Why Matt Barnes was simply followin' the Code of Ethics jumpin' on Fish! "The Brotherhood"

"Listen here dawg! Ima tap you up every time see you if I have to!"
Dave Eggers, the writer, editor and publisher, once said, “Because I grew up with this naïve expectation of people doing right, I get shocked by every little violation.” Benjamin Tucker, a proponent of 19th century American Individualist anarchism, broke it down like this, “To force a man to pay for the violation of his own liberty is indeed an addition of insult to injury.” Then Ron Paul went straight up O.G. on a boy when he spit, “All initiation of force is a violation of someone else’s rights, whether initiated by an individual or the state, for the benefit of an individual or group of individuals, even if it’s supposed to be for the benefit of another individual or group of individuals.”

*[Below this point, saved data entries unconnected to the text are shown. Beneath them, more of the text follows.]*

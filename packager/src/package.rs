//! OTA package assembly.
//!
//! Turns a validated firmware binary into `OTA_<stem>.zip`, a flat archive
//! holding the binary renamed to `system_<name>` and a `.hash` file with its
//! integrity token. The renamed copy and the token file only ever exist in a
//! hidden staging directory inside the destination, and the archive is
//! written under a temporary name and moved into place once complete. The
//! finished archive is therefore the only file a run leaves behind, whether
//! it succeeds or fails.

use crate::error::{PackagerError, Result};
use crate::locator::BinaryArtifact;
use crate::token::{IntegrityToken, compute_integrity_token};
use camino::{Utf8Path, Utf8PathBuf};
use log::{debug, info, warn};
use std::fs;
use std::io;
use std::path::PathBuf;
use tempfile::{NamedTempFile, TempDir};
use zip::CompressionMethod;
use zip::write::SimpleFileOptions;

/// Prefix the device updater expects on the firmware entry.
pub const SYSTEM_PREFIX: &str = "system_";

/// Name of the archive entry holding the integrity token.
pub const HASH_FILE_NAME: &str = ".hash";

const STAGING_PREFIX: &str = ".ota-staging-";

/// Output produced by [`assemble_package`].
#[derive(Debug, Clone, PartialEq, Eq)]
pub struct PackageOutput {
    /// Path to the created archive.
    pub archive_path: Utf8PathBuf,
    /// Name of the firmware entry inside the archive.
    pub entry_name: String,
    /// Token written to the `.hash` entry.
    pub token: IntegrityToken,
}

/// Return the archive entry name for a binary called `file_name`.
///
/// The prefix is added once; names that already carry it are kept as is.
///
/// # Examples
///
/// ```
/// use ota_packager::package::system_file_name;
///
/// assert_eq!(system_file_name("blink.bin"), "system_blink.bin");
/// assert_eq!(system_file_name("system_blink.bin"), "system_blink.bin");
/// ```
#[must_use]
pub fn system_file_name(file_name: &str) -> String {
    if file_name.starts_with(SYSTEM_PREFIX) {
        file_name.to_owned()
    } else {
        format!("{SYSTEM_PREFIX}{file_name}")
    }
}

/// Return the archive file name for a binary whose stem is `stem`.
#[must_use]
pub fn archive_file_name(stem: &str) -> String {
    format!("OTA_{stem}.zip")
}

/// Package `artifact` into an OTA archive inside `destination`.
///
/// # Errors
///
/// Returns [`PackagerError::DestinationNotFound`] if `destination` is not a
/// directory, [`PackagerError::CopyFailed`] if the binary cannot be copied
/// into staging, [`PackagerError::Archive`] if the zip writer fails, and
/// [`PackagerError::Io`] for any other filesystem failure.
pub fn assemble_package(
    artifact: &BinaryArtifact,
    destination: &Utf8Path,
) -> Result<PackageOutput> {
    if !destination.is_dir() {
        return Err(PackagerError::DestinationNotFound {
            path: destination.to_owned(),
        });
    }

    let staging = tempfile::Builder::new()
        .prefix(STAGING_PREFIX)
        .tempdir_in(destination)?;

    let entry_name = system_file_name(artifact.file_name());
    let staged_binary = staging.path().join(&entry_name);
    fs::copy(artifact.path(), &staged_binary).map_err(|source| PackagerError::CopyFailed {
        from: artifact.path().to_owned(),
        to: destination.join(&entry_name),
        source,
    })?;

    let token = compute_integrity_token(&staged_binary)?;
    debug!("integrity token for {entry_name}: {token}");

    let hash_file = staging.path().join(HASH_FILE_NAME);
    fs::write(&hash_file, token.as_str())?;

    let archive_path = destination.join(archive_file_name(artifact.file_stem()));
    create_archive(
        &archive_path,
        &[
            (staged_binary, entry_name.clone()),
            (hash_file, HASH_FILE_NAME.to_owned()),
        ],
    )?;
    info!("wrote {archive_path}");

    discard_staging(staging);

    Ok(PackageOutput {
        archive_path,
        entry_name,
        token,
    })
}

/// Create a deflated zip archive at `output_path`.
///
/// Each entry in `files` is a `(source_path, archive_name)` pair; only
/// `archive_name` is recorded, so no directory structure leaks into the
/// archive. The archive is assembled under a temporary name in the same
/// directory and renamed over `output_path` once complete.
///
/// # Errors
///
/// Returns [`PackagerError::Archive`] if the zip writer fails and
/// [`PackagerError::Io`] if a source file cannot be read or the archive
/// cannot be moved into place.
pub fn create_archive(
    output_path: &Utf8Path,
    files: &[(PathBuf, String)],
) -> Result<()> {
    let parent = output_path
        .parent()
        .filter(|p| !p.as_str().is_empty())
        .unwrap_or(Utf8Path::new("."));
    let mut partial = NamedTempFile::new_in(parent)?;

    write_entries(partial.as_file_mut(), files).map_err(|source| PackagerError::Archive {
        path: output_path.to_owned(),
        source,
    })?;

    partial
        .persist(output_path)
        .map_err(|err| PackagerError::Io(err.error))?;
    Ok(())
}

fn write_entries(
    file: &mut fs::File,
    entries: &[(PathBuf, String)],
) -> zip::result::ZipResult<()> {
    let options = SimpleFileOptions::default()
        .compression_method(CompressionMethod::Deflated)
        .unix_permissions(0o644);
    let mut writer = zip::ZipWriter::new(file);

    for (source_path, archive_name) in entries {
        writer.start_file(archive_name.as_str(), options)?;
        let mut source = fs::File::open(source_path)?;
        io::copy(&mut source, &mut writer)?;
    }

    writer.finish()?;
    Ok(())
}

fn discard_staging(staging: TempDir) {
    let shown = staging.path().display().to_string();
    if let Err(err) = staging.close() {
        warn!("failed to remove staging directory {shown}: {err}");
    }
}

#[cfg(test)]
#[path = "package_tests.rs"]
mod tests;
//! Error types for the OTA packager.
//!
//! Every fatal condition the tool can hit has its own variant, and each
//! variant maps onto a distinct process exit code through
//! [`PackagerError::exit_code`]. Messages carry enough context (paths, sizes,
//! captured compiler output) for the user to act without re-running with
//! extra logging.

use camino::Utf8PathBuf;
use thiserror::Error;

/// Errors that can occur while locating, building, or packaging firmware.
#[derive(Debug, Error)]
pub enum PackagerError {
    /// The binary path does not name an existing regular file.
    #[error("file {path} doesn't exist or cannot be accessed")]
    FileNotFound {
        /// Path that was rejected.
        path: Utf8PathBuf,
    },

    /// The destination path does not name an existing directory.
    #[error("destination directory {path} doesn't exist")]
    DestinationNotFound {
        /// Path that was rejected.
        path: Utf8PathBuf,
    },

    /// The binary exceeds the device update partition.
    #[error(
        "binary file {path} is {size} bytes, larger than the {limit} byte limit; it can't be installed on the device"
    )]
    ArtifactTooLarge {
        /// Path to the oversized binary.
        path: Utf8PathBuf,
        /// Size of the binary in bytes.
        size: u64,
        /// Maximum permitted size in bytes.
        limit: u64,
    },

    /// Copying the binary into the staging area failed.
    #[error("failed to copy {from} to {to}")]
    CopyFailed {
        /// Source of the copy.
        from: Utf8PathBuf,
        /// Intended destination of the copy.
        to: Utf8PathBuf,
        /// Underlying I/O error.
        #[source]
        source: std::io::Error,
    },

    /// No sketch file was found at the supplied location.
    #[error("no sketch file found in {path}")]
    NoSketchFound {
        /// Directory or file that was searched.
        path: Utf8PathBuf,
    },

    /// The build toolchain exited with a nonzero status.
    #[error("build failed for board {board}:\n{output}")]
    BuildFailed {
        /// Board identifier passed to the toolchain.
        board: String,
        /// Captured stdout and stderr of the toolchain.
        output: String,
    },

    /// The build finished but left no binary in the output directory.
    #[error("build produced no binary artifact in {output_dir}")]
    NoArtifactProduced {
        /// Directory that was scanned.
        output_dir: Utf8PathBuf,
    },

    /// The build did not finish within its time limit.
    #[error("build timed out after {seconds} seconds")]
    BuildTimeout {
        /// The limit that was exceeded.
        seconds: u64,
    },

    /// The build could not be started or awaited.
    #[error("unexpected build error: {reason}")]
    BuildUnexpected {
        /// Description of what went wrong.
        reason: String,
    },

    /// The build toolchain is missing or did not answer a version query.
    #[error("toolchain {program} unavailable: {reason}")]
    ToolchainUnavailable {
        /// Program that was probed.
        program: String,
        /// Description of why the probe failed.
        reason: String,
    },

    /// The temporary sketch alias could not be created.
    #[error("failed to create sketch alias {alias} for {sketch}")]
    AliasLinkFailed {
        /// Sketch file the alias should point at.
        sketch: Utf8PathBuf,
        /// Alias path that could not be created.
        alias: Utf8PathBuf,
        /// Underlying I/O error.
        #[source]
        source: std::io::Error,
    },

    /// The configuration file could not be read or parsed.
    #[error("invalid configuration {path}: {reason}")]
    InvalidConfig {
        /// Configuration file path.
        path: Utf8PathBuf,
        /// Description of the problem.
        reason: String,
    },

    /// Writing the zip archive failed.
    #[error("failed to write archive {path}")]
    Archive {
        /// Archive being written.
        path: Utf8PathBuf,
        /// Underlying zip error.
        #[source]
        source: zip::result::ZipError,
    },

    /// Interactive input ended before a required answer was given.
    #[error("input closed before {prompt} was answered")]
    InputClosed {
        /// The question that went unanswered.
        prompt: &'static str,
    },

    /// A required input was missing in non-interactive mode.
    #[error("missing {what}; pass it on the command line or drop --yes")]
    MissingInput {
        /// Description of the missing value.
        what: &'static str,
    },

    /// A path is not valid UTF-8.
    #[error("path is not valid UTF-8: {0}")]
    NonUtf8Path(String),

    /// An I/O operation failed.
    #[error("I/O error: {0}")]
    Io(#[from] std::io::Error),

    /// Test stub received an unexpected or mismatched command invocation.
    #[cfg(any(test, feature = "test-support"))]
    #[error("stub mismatch: {message}")]
    StubMismatch {
        /// Description of what was expected versus what was received.
        message: String,
    },
}

impl PackagerError {
    /// Return the process exit code reserved for this failure class.
    #[must_use]
    pub const fn exit_code(&self) -> i32 {
        match self {
            Self::ArtifactTooLarge { .. } => 2,
            Self::CopyFailed { .. } => 3,
            Self::NoSketchFound { .. } => 4,
            Self::BuildFailed { .. } => 5,
            Self::NoArtifactProduced { .. } => 6,
            Self::BuildTimeout { .. } => 7,
            Self::BuildUnexpected { .. } => 8,
            Self::ToolchainUnavailable { .. } => 9,
            Self::AliasLinkFailed { .. } => 10,
            _ => 1,
        }
    }
}

/// Result type alias using [`PackagerError`].
pub type Result<T> = std::result::Result<T, PackagerError>;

Well playas...all I know is that the initiation of force by an individual is necessary and down-right MANDATORY when a boy violates the oldest and most sacred laws of the brotherhood. On Wednesday boyz told the New York Post that Matt Barnes beat the brakes off of New York Knicks head coach, Derrick Fisher, for the violation of said laws. Ole boy has been hangin’ out with Barnes’ estranged wife; that’s his wife that he ain’t livin’ with, for all of you simple minded individuals.

Barnes’ 6 year old twin SONS called and told him that a dun that didn’t pay the bills was at the crib with their momma. So Matt jumped in the ride from Memphis Grizzlies trainin’ camp that’s actually held in California and drove 95 miles to handle his business!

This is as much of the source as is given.